BEGIN

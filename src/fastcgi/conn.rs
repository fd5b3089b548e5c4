//! 单个 FastCGI 连接：组装请求、交给路由处理并写回响应。
//!
//! 读取端在独立任务中解析记录；STDIN 在请求分发之后才陆续到达，经有界通道
//! 流式送入请求体，因此上传不会整体缓存在内存中。

use axum::Router;
use axum::body::Body as AxumBody;
use axum::extract::Request;
use axum::extract::connect_info::ConnectInfo;
use axum::http::StatusCode;
use axum::response::{IntoResponse, Response};
use bytes::{Bytes, BytesMut};
use futures_util::stream;
use http_body_util::BodyExt;
use std::io;
use std::net::{IpAddr, SocketAddr};
use tokio::io::{AsyncRead, AsyncWrite, AsyncWriteExt, BufReader};
use tokio::sync::mpsc;
use tower::ServiceExt;
use tracing::{debug, warn};

use super::FcgiError;
use super::record::{
    BeginRequest, ProtocolStatus, ROLE_RESPONDER, Record, RecordType, encode_params,
    encode_record, encode_stream, end_request_body, parse_params, read_record,
    unknown_type_body,
};
use crate::storage::encode_url_path;

const EVENT_QUEUE: usize = 16;
const STDIN_QUEUE: usize = 8;

type BodyChunk = Result<Bytes, io::Error>;

/// 读取任务交给写出端的事件，按到达顺序逐个处理。
enum Event {
    Management(Record),
    Refuse(u16, ProtocolStatus),
    Aborted { id: u16, keep_conn: bool },
    Dispatch(Dispatch),
}

/// PARAMS 已收齐、可以交给路由的请求。
struct Dispatch {
    id: u16,
    keep_conn: bool,
    params: Bytes,
    body: AxumBody,
}

/// 读取端正在接收的请求；每个连接同一时刻只有一个。
struct Incoming {
    id: u16,
    keep_conn: bool,
    stage: Stage,
}

enum Stage {
    Params(BytesMut),
    /// 处理方丢弃请求体后为 `None`，剩余 STDIN 直接丢弃。
    Stdin(Option<mpsc::Sender<BodyChunk>>),
}

/// 处理一个连接上的全部记录，直到对端关闭或请求未要求保持连接。
pub async fn serve_connection<S>(stream: S, router: Router) -> Result<(), FcgiError>
where
    S: AsyncRead + AsyncWrite + Send + 'static,
{
    let (reader, mut writer) = tokio::io::split(stream);
    let (events_tx, mut events) = mpsc::channel(EVENT_QUEUE);
    let demux = tokio::spawn(read_requests(reader, events_tx));

    let outcome = answer_events(&mut events, &mut writer, &router).await;
    if !matches!(outcome, Ok(true)) {
        demux.abort();
        let _ = demux.await;
        return outcome.map(drop);
    }
    match demux.await {
        Ok(result) => result,
        Err(err) => Err(io::Error::other(err).into()),
    }
}

/// 依次处理事件；对端关闭时返回 `true`，请求结束后主动关闭时返回 `false`。
async fn answer_events<W>(
    events: &mut mpsc::Receiver<Event>,
    writer: &mut W,
    router: &Router,
) -> Result<bool, FcgiError>
where
    W: AsyncWrite + Unpin,
{
    while let Some(event) = events.recv().await {
        let keep_conn = match event {
            Event::Management(record) => {
                handle_management(writer, &record).await?;
                true
            }
            Event::Refuse(id, status) => {
                write_end_request(writer, id, status).await?;
                true
            }
            Event::Aborted { id, keep_conn } => {
                debug!(request_id = id, "fastcgi request aborted");
                write_end_request(writer, id, ProtocolStatus::RequestComplete).await?;
                keep_conn
            }
            Event::Dispatch(dispatch) => {
                let keep_conn = dispatch.keep_conn;
                respond(writer, router, dispatch).await?;
                keep_conn
            }
        };
        if !keep_conn {
            return Ok(false);
        }
    }
    Ok(true)
}

async fn read_requests<R>(reader: R, events: mpsc::Sender<Event>) -> Result<(), FcgiError>
where
    R: AsyncRead + Unpin,
{
    let mut reader = BufReader::new(reader);
    let mut incoming: Option<Incoming> = None;
    let result = demultiplex(&mut reader, &events, &mut incoming).await;

    // 连接在 STDIN 结束前断开：让处理方读到错误而不是被截断的请求体。
    if let Some(Incoming {
        stage: Stage::Stdin(Some(body)),
        ..
    }) = incoming
    {
        let _ = body
            .send(Err(io::Error::new(
                io::ErrorKind::UnexpectedEof,
                "fastcgi stdin ended early",
            )))
            .await;
    }
    result
}

async fn demultiplex<R>(
    reader: &mut R,
    events: &mpsc::Sender<Event>,
    incoming: &mut Option<Incoming>,
) -> Result<(), FcgiError>
where
    R: AsyncRead + Unpin,
{
    while let Some(record) = read_record(reader).await? {
        let event = if record.request_id == 0 {
            Some(Event::Management(record))
        } else {
            on_request_record(record, incoming).await?
        };
        if let Some(event) = event
            && events.send(event).await.is_err()
        {
            return Ok(());
        }
    }
    Ok(())
}

async fn on_request_record(
    record: Record,
    incoming: &mut Option<Incoming>,
) -> Result<Option<Event>, FcgiError> {
    let id = record.request_id;
    match record.record_type {
        RecordType::BeginRequest => {
            let begin = BeginRequest::parse(&record.content)?;
            if incoming.is_some() {
                return Ok(Some(Event::Refuse(id, ProtocolStatus::CantMpxConn)));
            }
            if begin.role != ROLE_RESPONDER {
                return Ok(Some(Event::Refuse(id, ProtocolStatus::UnknownRole)));
            }
            *incoming = Some(Incoming {
                id,
                keep_conn: begin.keep_conn(),
                stage: Stage::Params(BytesMut::new()),
            });
        }
        RecordType::AbortRequest => {
            let Some(aborted) = incoming.take_if(|active| active.id == id) else {
                return Ok(None);
            };
            match aborted.stage {
                Stage::Params(_) => {
                    return Ok(Some(Event::Aborted {
                        id,
                        keep_conn: aborted.keep_conn,
                    }));
                }
                // 已分发的请求照常写出响应与 END_REQUEST，请求体以错误结束。
                Stage::Stdin(Some(body)) => {
                    let _ = body
                        .send(Err(io::Error::new(
                            io::ErrorKind::ConnectionAborted,
                            "fastcgi request aborted",
                        )))
                        .await;
                }
                Stage::Stdin(None) => {}
            }
        }
        RecordType::Params => {
            let Some(active) = incoming.as_mut().filter(|active| active.id == id) else {
                return Ok(None);
            };
            let Stage::Params(params) = &mut active.stage else {
                return Ok(None);
            };
            if !record.content.is_empty() {
                params.extend_from_slice(&record.content);
                return Ok(None);
            }
            let params = std::mem::take(params).freeze();
            let (body_tx, body_rx) = mpsc::channel(STDIN_QUEUE);
            active.stage = Stage::Stdin(Some(body_tx));
            return Ok(Some(Event::Dispatch(Dispatch {
                id,
                keep_conn: active.keep_conn,
                params,
                body: stdin_body(body_rx),
            })));
        }
        RecordType::Stdin => {
            let Some(active) = incoming.as_mut().filter(|active| active.id == id) else {
                return Ok(None);
            };
            let Stage::Stdin(body) = &mut active.stage else {
                debug!(request_id = id, "stdin before params ended, dropped");
                return Ok(None);
            };
            if record.content.is_empty() {
                *incoming = None;
            } else if let Some(sender) = body.as_ref()
                && sender.send(Ok(record.content)).await.is_err()
            {
                *body = None;
            }
        }
        other => {
            debug!(record_type = ?other, request_id = id, "ignoring fastcgi record");
        }
    }
    Ok(None)
}

fn stdin_body(chunks: mpsc::Receiver<BodyChunk>) -> AxumBody {
    AxumBody::from_stream(stream::unfold(chunks, |mut chunks| async move {
        chunks.recv().await.map(|chunk| (chunk, chunks))
    }))
}

async fn handle_management<W>(writer: &mut W, record: &Record) -> Result<(), FcgiError>
where
    W: AsyncWrite + Unpin,
{
    let mut out = BytesMut::new();
    match record.record_type {
        RecordType::GetValues => {
            let requested = parse_params(&record.content)?;
            let mut values = BytesMut::new();
            if requested.iter().any(|(name, _)| name == "FCGI_MPXS_CONNS") {
                encode_params(&mut values, [("FCGI_MPXS_CONNS", "0")]);
            }
            encode_record(&mut out, RecordType::GetValuesResult, 0, &values);
        }
        other => {
            encode_record(&mut out, RecordType::UnknownType, 0, &unknown_type_body(other));
        }
    }
    writer.write_all(&out).await?;
    writer.flush().await?;
    Ok(())
}

async fn respond<W>(writer: &mut W, router: &Router, dispatch: Dispatch) -> Result<(), FcgiError>
where
    W: AsyncWrite + Unpin,
{
    let params = parse_params(&dispatch.params)?;
    let response = match build_request(&params, dispatch.body) {
        Ok(request) => router
            .clone()
            .oneshot(request)
            .await
            .unwrap_or_else(|never| match never {}),
        Err(err) => {
            warn!(request_id = dispatch.id, error = %err, "invalid fastcgi request");
            (StatusCode::BAD_REQUEST, err.to_string()).into_response()
        }
    };
    write_response(writer, dispatch.id, response).await?;
    write_end_request(writer, dispatch.id, ProtocolStatus::RequestComplete).await
}

fn param<'a>(params: &'a [(String, String)], name: &str) -> Option<&'a str> {
    params
        .iter()
        .find(|(key, _)| key == name)
        .map(|(_, value)| value.as_str())
        .filter(|value| !value.is_empty())
}

/// 根据 CGI 环境变量构建 HTTP 请求。
///
/// 没有 `REQUEST_URI` 时由已解码的 `SCRIPT_NAME` 与 `PATH_INFO` 拼出路径，
/// 逐段重新转义后再解析。
pub fn build_request(params: &[(String, String)], body: AxumBody) -> Result<Request, FcgiError> {
    let method = param(params, "REQUEST_METHOD").unwrap_or("GET");
    let uri = match param(params, "REQUEST_URI") {
        Some(uri) => uri.to_string(),
        None => {
            let mut uri = encode_url_path(&format!(
                "{}{}",
                param(params, "SCRIPT_NAME").unwrap_or_default(),
                param(params, "PATH_INFO").unwrap_or_default()
            ));
            if uri.is_empty() {
                uri.push('/');
            }
            if let Some(query) = param(params, "QUERY_STRING") {
                uri.push('?');
                uri.push_str(query);
            }
            uri
        }
    };

    let mut builder = Request::builder().method(method).uri(uri);
    for (name, value) in params {
        let header_name = match name.as_str() {
            "CONTENT_TYPE" => Some("content-type".to_string()),
            "CONTENT_LENGTH" => Some("content-length".to_string()),
            other => other
                .strip_prefix("HTTP_")
                .map(|suffix| suffix.to_ascii_lowercase().replace('_', "-")),
        };
        if let Some(header_name) = header_name
            && !value.is_empty()
        {
            builder = builder.header(header_name, value.as_str());
        }
    }

    let mut request = builder
        .body(body)
        .map_err(|err| FcgiError::InvalidRequest(err.to_string()))?;
    if let (Some(addr), Some(port)) = (param(params, "REMOTE_ADDR"), param(params, "REMOTE_PORT"))
        && let (Ok(ip), Ok(port)) = (addr.parse::<IpAddr>(), port.parse::<u16>())
    {
        request
            .extensions_mut()
            .insert(ConnectInfo(SocketAddr::new(ip, port)));
    }
    Ok(request)
}

/// 以 CGI 响应格式（`Status:` 行 + 头 + 空行 + 正文）写出 STDOUT 流。
async fn write_response<W>(
    writer: &mut W,
    request_id: u16,
    response: Response,
) -> Result<(), FcgiError>
where
    W: AsyncWrite + Unpin,
{
    let (parts, mut body) = response.into_parts();

    let mut head = Vec::new();
    head.extend_from_slice(
        format!(
            "Status: {} {}\r\n",
            parts.status.as_u16(),
            parts.status.canonical_reason().unwrap_or_default()
        )
        .as_bytes(),
    );
    for (name, value) in &parts.headers {
        head.extend_from_slice(name.as_str().as_bytes());
        head.extend_from_slice(b": ");
        head.extend_from_slice(value.as_bytes());
        head.extend_from_slice(b"\r\n");
    }
    head.extend_from_slice(b"\r\n");

    let mut out = BytesMut::new();
    encode_stream(&mut out, RecordType::Stdout, request_id, &head);
    writer.write_all(&out).await?;

    while let Some(frame) = body.frame().await {
        let frame = frame.map_err(|err| FcgiError::Io(io::Error::other(err.to_string())))?;
        if let Ok(data) = frame.into_data() {
            out.clear();
            encode_stream(&mut out, RecordType::Stdout, request_id, &data);
            writer.write_all(&out).await?;
        }
    }

    out.clear();
    encode_record(&mut out, RecordType::Stdout, request_id, &[]);
    writer.write_all(&out).await?;
    Ok(())
}

async fn write_end_request<W>(
    writer: &mut W,
    request_id: u16,
    status: ProtocolStatus,
) -> Result<(), FcgiError>
where
    W: AsyncWrite + Unpin,
{
    let mut out = BytesMut::new();
    encode_record(
        &mut out,
        RecordType::EndRequest,
        request_id,
        &end_request_body(0, status),
    );
    writer.write_all(&out).await?;
    writer.flush().await?;
    Ok(())
}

END

#### [ABOUT THIS EXERCISE]
All lines with the word "mpsc" must be located in the data and copied.

#### [SOLVED EXERCISE]
use tokio::sync::mpsc;
    Stdin(Option<mpsc::Sender<BodyChunk>>),
    let (events_tx, mut events) = mpsc::channel(EVENT_QUEUE);
    events: &mut mpsc::Receiver<Event>,
async fn read_requests<R>(reader: R, events: mpsc::Sender<Event>) -> Result<(), FcgiError>
    events: &mpsc::Sender<Event>,
            let (body_tx, body_rx) = mpsc::channel(STDIN_QUEUE);
fn stdin_body(chunks: mpsc::Receiver<BodyChunk>) -> AxumBody {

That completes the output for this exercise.